[DATA PROVIDED Boundary: Start]

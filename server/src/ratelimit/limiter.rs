//! Sliding-window rate limiter for contact attempts.

use std::sync::Arc;

use chrono::{DateTime, Utc};
use tracing::{debug, error, info, warn};

use crate::ratelimit::{
    Attempt, AttemptStore, Clock, IdentifierKind, RateLimitConfig, RateLimitResult,
    RateLimitStats, RecordKey, StoreError, SystemClock,
};

/// Sliding-window rate limiter over an [`AttemptStore`].
///
/// Holds no mutable state of its own: every decision is derived from the
/// store, so clones and separate instances sharing one store agree on counts.
/// `check` and `record_attempt` never fail; store errors are logged and
/// turned into fail-open results.
#[derive(Clone)]
pub struct RateLimiter {
    store: Arc<dyn AttemptStore>,
    clock: Arc<dyn Clock>,
    config: Arc<RateLimitConfig>,
}

impl RateLimiter {
    /// Creates a limiter using the system clock.
    pub fn new(store: Arc<dyn AttemptStore>, config: RateLimitConfig) -> Self {
        Self::with_clock(store, config, Arc::new(SystemClock))
    }

    pub fn with_clock(
        store: Arc<dyn AttemptStore>,
        config: RateLimitConfig,
        clock: Arc<dyn Clock>,
    ) -> Self {
        Self {
            store,
            clock,
            config: Arc::new(config),
        }
    }

    /// Returns the configuration for this rate limiter.
    pub fn config(&self) -> &RateLimitConfig {
        &self.config
    }

    /// Current time according to the limiter's clock.
    pub fn now(&self) -> DateTime<Utc> {
        self.clock.now()
    }

    /// Decides whether a new attempt for `identifier` is allowed.
    ///
    /// Does not consume a slot; call [`record_attempt`](Self::record_attempt)
    /// once the attempt has actually been made. If the store is unreachable
    /// the result is allowed with `total_attempts: 0`.
    #[tracing::instrument(skip(self), fields(kind = %kind))]
    pub async fn check(&self, identifier: &str, kind: IdentifierKind) -> RateLimitResult {
        let now = self.clock.now();
        let window = self.config.window();
        let limit = self.config.limit_for(kind);
        let key = RecordKey::new(identifier, kind);

        let recent = match self.recent_timestamps(&key, now - window, now).await {
            Ok(recent) => recent,
            Err(e) => {
                warn!(
                    error = %e,
                    identifier = %key.identifier(),
                    "Rate limit store unavailable, allowing request (fail open)"
                );
                return RateLimitResult {
                    allowed: true,
                    remaining: limit.saturating_sub(1),
                    reset_time: now + window,
                    total_attempts: 0,
                    reason: None,
                };
            }
        };

        let count = u32::try_from(recent.len()).unwrap_or(u32::MAX);

        if count >= limit {
            // Room opens when the oldest counted attempt leaves the window.
            let reset_time = recent.iter().min().map_or(now, |oldest| *oldest + window);
            debug!(
                identifier = %key.identifier(),
                count,
                limit,
                reset_time = %reset_time,
                "Rate limit exceeded"
            );
            return RateLimitResult {
                allowed: false,
                remaining: 0,
                reset_time,
                total_attempts: count,
                reason: Some(format!(
                    "Rate limit exceeded for {kind}. Try again after {}",
                    reset_time.format("%Y-%m-%d %H:%M:%S UTC")
                )),
            };
        }

        RateLimitResult {
            allowed: true,
            remaining: limit - count - 1,
            reset_time: now + window,
            total_attempts: count,
            reason: None,
        }
    }

    /// Prunes the record, then re-reads and re-filters it.
    ///
    /// The re-filter covers a concurrent writer landing between prune and read.
    async fn recent_timestamps(
        &self,
        key: &RecordKey,
        window_start: DateTime<Utc>,
        now: DateTime<Utc>,
    ) -> Result<Vec<DateTime<Utc>>, StoreError> {
        self.store.prune(key, window_start, now).await?;
        let record = self.store.find(key).await?;
        Ok(record
            .map(|r| r.attempts_since(window_start).map(|a| a.timestamp).collect())
            .unwrap_or_default())
    }

    /// Records one real attempt, successful or not.
    ///
    /// Uses the store's atomic prune-and-append, falling back to a separate
    /// prune followed by a push. Failures are logged and never returned: by
    /// the time this runs the email has already been sent or rejected.
    #[tracing::instrument(skip(self), fields(kind = %kind))]
    pub async fn record_attempt(&self, identifier: &str, kind: IdentifierKind, success: bool) {
        let now = self.clock.now();
        let window_start = now - self.config.window();
        let key = RecordKey::new(identifier, kind);
        let attempt = Attempt {
            timestamp: now,
            success,
        };

        let Err(e) = self.store.append(&key, attempt, window_start).await else {
            return;
        };
        warn!(
            error = %e,
            identifier = %key.identifier(),
            "Atomic append failed, falling back to prune then push"
        );

        let fallback = async {
            self.store.prune(&key, window_start, now).await?;
            self.store.push(&key, attempt).await
        };
        if let Err(e) = fallback.await {
            error!(
                error = %e,
                identifier = %key.identifier(),
                success,
                "Failed to record attempt"
            );
        }
    }

    /// Deletes records idle for longer than the configured TTL.
    ///
    /// Returns the number of records removed, or 0 if the store failed.
    #[tracing::instrument(skip(self))]
    pub async fn cleanup(&self) -> u64 {
        let cutoff = self.clock.now() - self.config.idle_ttl();
        match self.store.delete_idle(cutoff).await {
            Ok(removed) => {
                info!(removed, cutoff = %cutoff, "Rate limit cleanup completed");
                removed
            }
            Err(e) => {
                error!(error = %e, "Rate limit cleanup failed");
                0
            }
        }
    }

    /// Read-only view of an identifier's record for diagnostics.
    ///
    /// Unlike `check`, store errors are returned to the caller.
    #[tracing::instrument(skip(self), fields(kind = %kind))]
    pub async fn stats(
        &self,
        identifier: &str,
        kind: IdentifierKind,
    ) -> Result<RateLimitStats, StoreError> {
        let now = self.clock.now();
        let window = self.config.window();
        let key = RecordKey::new(identifier, kind);

        let Some(record) = self.store.find(&key).await? else {
            return Ok(RateLimitStats {
                total_attempts: 0,
                successful_attempts: 0,
                recent_attempts: 0,
                next_reset_time: now + window,
            });
        };

        let recent: Vec<&Attempt> = record.attempts_since(now - window).collect();
        let successful = recent.iter().filter(|a| a.success).count();
        let next_reset_time = recent
            .iter()
            .map(|a| a.timestamp)
            .min()
            .map_or(now + window, |oldest| oldest + window);

        Ok(RateLimitStats {
            total_attempts: record.total_recorded,
            successful_attempts: u32::try_from(successful).unwrap_or(u32::MAX),
            recent_attempts: u32::try_from(recent.len()).unwrap_or(u32::MAX),
            next_reset_time,
        })
    }
}
//! Rate limiting configuration.

use chrono::TimeDelta;

use crate::ratelimit::{
    IdentifierKind, DEFAULT_CLEANUP_INTERVAL_SECS, DEFAULT_EMAIL_LIMIT, DEFAULT_IP_LIMIT,
    DEFAULT_KEY_PREFIX, DEFAULT_WINDOW_MS, IDLE_TTL_SECS,
};

/// Configuration for the contact-form rate limiter.
///
/// Fixed at construction; the limiter never mutates it.
#[derive(Debug, Clone)]
pub struct RateLimitConfig {
    /// Maximum attempts per email address per window
    pub email_limit: u32,
    /// Maximum attempts per IP address per window
    pub ip_limit: u32,
    /// Sliding window length in milliseconds
    pub window_ms: u64,
    /// Records untouched for this many seconds are removed by cleanup
    pub idle_ttl_secs: u64,
    /// Prefix for Redis keys (e.g., "folio:rl")
    pub key_prefix: String,
    /// Whether to trust X-Forwarded-For headers
    pub trust_proxy: bool,
    /// Seconds between background cleanup sweeps
    pub cleanup_interval_secs: u64,
}

impl Default for RateLimitConfig {
    fn default() -> Self {
        Self {
            email_limit: DEFAULT_EMAIL_LIMIT,
            ip_limit: DEFAULT_IP_LIMIT,
            window_ms: DEFAULT_WINDOW_MS,
            idle_ttl_secs: IDLE_TTL_SECS,
            key_prefix: DEFAULT_KEY_PREFIX.to_string(),
            trust_proxy: false,
            cleanup_interval_secs: DEFAULT_CLEANUP_INTERVAL_SECS,
        }
    }
}

impl RateLimitConfig {
    /// Creates configuration from environment variables.
    ///
    /// Environment variables:
    /// - `RATE_LIMIT_EMAIL`: Attempts per email address per window (default: 3)
    /// - `RATE_LIMIT_IP`: Attempts per IP address per window (default: 10)
    /// - `RATE_LIMIT_WINDOW_MS`: Window length in milliseconds (default: 3600000)
    /// - `RATE_LIMIT_IDLE_TTL_SECS`: Idle record expiry in seconds (default: 86400)
    /// - `RATE_LIMIT_PREFIX`: Redis key prefix (default: "folio:rl")
    /// - `RATE_LIMIT_TRUST_PROXY`: Trust X-Forwarded-For headers (default: false)
    /// - `RATE_LIMIT_CLEANUP_INTERVAL_SECS`: Seconds between sweeps (default: 3600)
    ///
    /// Values that fail to parse, and zero limits or intervals, keep their defaults.
    pub fn from_env() -> Self {
        let mut config = Self::default();

        if let Some(v) = parse_env::<u32>("RATE_LIMIT_EMAIL").filter(|v| *v > 0) {
            config.email_limit = v;
        }
        if let Some(v) = parse_env::<u32>("RATE_LIMIT_IP").filter(|v| *v > 0) {
            config.ip_limit = v;
        }
        if let Some(v) = parse_env::<u64>("RATE_LIMIT_WINDOW_MS").filter(|v| *v > 0) {
            config.window_ms = v;
        }
        if let Some(v) = parse_env("RATE_LIMIT_IDLE_TTL_SECS") {
            config.idle_ttl_secs = v;
        }
        if let Ok(val) = std::env::var("RATE_LIMIT_PREFIX") {
            config.key_prefix = val;
        }
        if let Some(v) = parse_env("RATE_LIMIT_TRUST_PROXY") {
            config.trust_proxy = v;
        }
        if let Some(v) = parse_env::<u64>("RATE_LIMIT_CLEANUP_INTERVAL_SECS").filter(|v| *v > 0) {
            config.cleanup_interval_secs = v;
        }

        config
    }

    /// Returns the attempt limit for an identifier kind.
    pub const fn limit_for(&self, kind: IdentifierKind) -> u32 {
        match kind {
            IdentifierKind::Email => self.email_limit,
            IdentifierKind::Ip => self.ip_limit,
        }
    }

    /// Sliding window length.
    pub fn window(&self) -> TimeDelta {
        TimeDelta::milliseconds(i64::try_from(self.window_ms).unwrap_or(i64::MAX))
    }

    /// Idle expiry as a duration.
    pub fn idle_ttl(&self) -> TimeDelta {
        i64::try_from(self.idle_ttl_secs)
            .ok()
            .and_then(TimeDelta::try_seconds)
            .unwrap_or(TimeDelta::MAX)
    }
}

fn parse_env<T: std::str::FromStr>(name: &str) -> Option<T> {
    std::env::var(name).ok()?.trim().parse().ok()
}
//! Client IP resolution for the per-IP limit.

use std::net::{IpAddr, Ipv4Addr, SocketAddr};

use axum::http::HeaderMap;

use crate::ratelimit::IPV6_PREFIX_SEGMENTS;

/// Resolves the rate limit identifier for the client behind a request.
///
/// Proxy headers are only consulted when `trust_proxy` is set; otherwise a
/// client could pick its own identifier. Without a peer address the
/// identifier falls back to the IPv4 loopback.
pub fn client_ip_identifier(
    headers: &HeaderMap,
    peer: Option<SocketAddr>,
    trust_proxy: bool,
) -> String {
    let ip = trust_proxy
        .then(|| forwarded_ip(headers))
        .flatten()
        .or_else(|| peer.map(|addr| addr.ip()))
        .unwrap_or(IpAddr::V4(Ipv4Addr::LOCALHOST));
    normalize_ip(ip)
}

/// First parseable address from `X-Forwarded-For`, then `X-Real-IP`.
fn forwarded_ip(headers: &HeaderMap) -> Option<IpAddr> {
    let from_forwarded_for = headers
        .get("X-Forwarded-For")
        .and_then(|v| v.to_str().ok())
        .and_then(|s| s.split(',').next())
        .and_then(|first| first.trim().parse().ok());

    from_forwarded_for.or_else(|| {
        headers
            .get("X-Real-IP")
            .and_then(|v| v.to_str().ok())
            .and_then(|s| s.trim().parse().ok())
    })
}

/// Normalizes an address for use as an identifier.
///
/// IPv4-mapped IPv6 addresses collapse to their IPv4 form; other IPv6
/// addresses are truncated to their /64 so one allocation counts as one client.
pub fn normalize_ip(ip: IpAddr) -> String {
    match ip {
        IpAddr::V4(v4) => v4.to_string(),
        IpAddr::V6(v6) => {
            if let Some(v4) = v6.to_ipv4_mapped() {
                return v4.to_string();
            }
            let segments = v6.segments();
            let prefix = segments[..IPV6_PREFIX_SEGMENTS]
                .iter()
                .map(|s| format!("{s:x}"))
                .collect::<Vec<_>>()
                .join(":");
            format!("{prefix}::/64")
        }
    }
}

[DATA PROVIDED Boundary: End]

YOUR ASSIGNMENT: Check every line of the entries for the string "remaining". Give only the number of lines that hold it.

OUTPUT OF THE EXERCISE: 3